Global sentiment fluctuated between confidence and concern, and markets swung with the shifts. The interplay of unconventional monetary policy and an extraordinary global political landscape drove markets in unexpected ways. Any preview of the year to come starts with an acknowledgement of the current state of play.

At the beginning of 2019 share markets were under extreme pressure as tightening monetary conditions and trade disputes imperilled growth, and investor sentiment. Crude oil and copper prices languished at two-year lows. The US 10-year bond yield sat at 2.8%. Both institutional and individual investor cash balances were high. 

The big shift came in January. In globally co-ordinated actions, central banks shifted their stance from tightening/neutral to neutral/easing. Market reactions sparked a massive influx of cash. Share markets rose, both industrial and precious metals firmed, and the US 10-year bond yield started a decline that saw it almost halve.

The first half of calendar 2019 brought support for all asset prices, and especially growth exposures. The second half was trickier. After significant interest rate reductions around the world, central banks went to “wait and see”.  This meant every growth-related economic release, from GDP to company earnings reports, had traders speculating about the impact on valuations versus potential central bank responses.

Predicting market reactions to news became doubly hard. Would investors respond to a weaker China GDP release or non-farm payrolls number by selling shares because of the negative impact on profits, or would they buy shares in anticipation that the People’s Bank of China and the US Federal Reserve would leap to the rescue?

Yet as the end of the year approached, share markets were higher by double-digit percentages. Many hit all-time highs in the fourth quarter. Unexpected discipline from the OPEC plus cartel lifted oil prices more than 50% from their lows, and gold hit six-year highs.
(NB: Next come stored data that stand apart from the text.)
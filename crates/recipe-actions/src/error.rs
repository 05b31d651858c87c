//! Error Types
//!
//! Storage, transport and action-level failures.

use thiserror::Error;

/// Common result type for actions
pub type ActionResult<T> = Result<T, ActionError>;

/// Key-value storage failures
#[derive(Debug, Clone, PartialEq, Eq, Error)]
pub enum StorageError {
    /// Storage exists but refused the operation (quota, privacy mode)
    #[error("storage access denied: {0}")]
    Access(String),
    /// No storage is available at all
    #[error("storage unavailable")]
    Unavailable,
}

/// HTTP request failures
#[derive(Debug, Clone, PartialEq, Eq, Error)]
pub enum ApiError {
    #[error("invalid url: {0}")]
    InvalidUrl(String),
    #[error("network error: {0}")]
    Network(String),
    #[error("server returned {status}: {body}")]
    Status { status: u16, body: String },
}

/// Errors surfaced to the UI by the recipe actions
#[derive(Debug, Clone, PartialEq, Eq, Error)]
pub enum ActionError {
    #[error(transparent)]
    Storage(#[from] StorageError),
    #[error(transparent)]
    Api(#[from] ApiError),
    #[error("no current list selected")]
    NoCurrentList,
    #[error("list title is empty")]
    EmptyListTitle,
    #[error("a request for recipe {0} is already in flight")]
    Busy(String),
}
//! Favorite Toggle Component
//!
//! Heart icon on a recipe. Exactly one of `fas`/`far` is set at a time.

use leptos::prelude::*;
use leptos::task::spawn_local;
use recipe_actions::{toggle_favorite, ActionError, FavoriteState, RecipeId};

use crate::context::use_app_context;
use crate::store::{store_is_favorited, store_push_error, store_set_favorited, use_app_store};

#[component]
pub fn FavoriteToggle(recipe_id: RecipeId) -> impl IntoView {
    let ctx = use_app_context();
    let store = use_app_store();

    let icon_class = {
        let recipe_id = recipe_id.clone();
        move || {
            let state = FavoriteState {
                recipe_id: recipe_id.clone(),
                favorited: store_is_favorited(&store, &recipe_id),
            };
            format!("favorite-selector fa-heart {}", state.icon_class())
        }
    };

    let data_id = recipe_id.to_string();

    let on_click = move |ev: leptos::ev::MouseEvent| {
        // Row clicks add to the list; the heart must not
        ev.stop_propagation();

        let services = ctx.services();
        let Some(guard) = services.in_flight.try_begin(&recipe_id) else {
            store_push_error(&store, &ActionError::Busy(recipe_id.to_string()), ctx.notice_ms());
            return;
        };

        let state = FavoriteState {
            recipe_id: recipe_id.clone(),
            favorited: store_is_favorited(&store, &recipe_id),
        };
        let policy = ctx.update_policy();

        spawn_local(async move {
            let _guard = guard;
            let apply = |favorited| store_set_favorited(&store, &state.recipe_id, favorited);
            if let Err(e) = toggle_favorite(&services.api, &state, policy, apply).await {
                store_push_error(&store, &e, ctx.notice_ms());
            }
        });
    };

    view! {
        <i class=icon_class data-recipeid=data_id on:click=on_click></i>
    }
}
The outlook for shares is dimming. The positive outlook due to easier monetary conditions is offset by high share prices and stretched valuations. Unpredictable investor reactions to news as they second-guess policy responses adds to the difficulties.

A higher probability outcome for 2020 is that stocks will trade largely sideways with an upward bias. However, the path could be even rockier than 2019, with large swings on the cards. Doubting the extremes of sentiment worked well in 2019, and could outperform in the coming year. Active investors may consider selling when conditions look terrific, and buying when conditions seem terrifying.

An important potential change in stocks in 2020 is a shift in the favoured investment style. In 2019, global investors chased growth at almost any price, driving stocks like Alphabet and Amazon to record levels, and supporting Initial Public Offerings from profitless companies like Uber. This is a fun party game, but the music may stop in 2020. In a fraught environment, investors find buying stocks with lower share prices more attractive and 2020 could be the year where value investing roars back into style.

Comments
Get the latest financial, business, and political expert commentary delivered to your inbox.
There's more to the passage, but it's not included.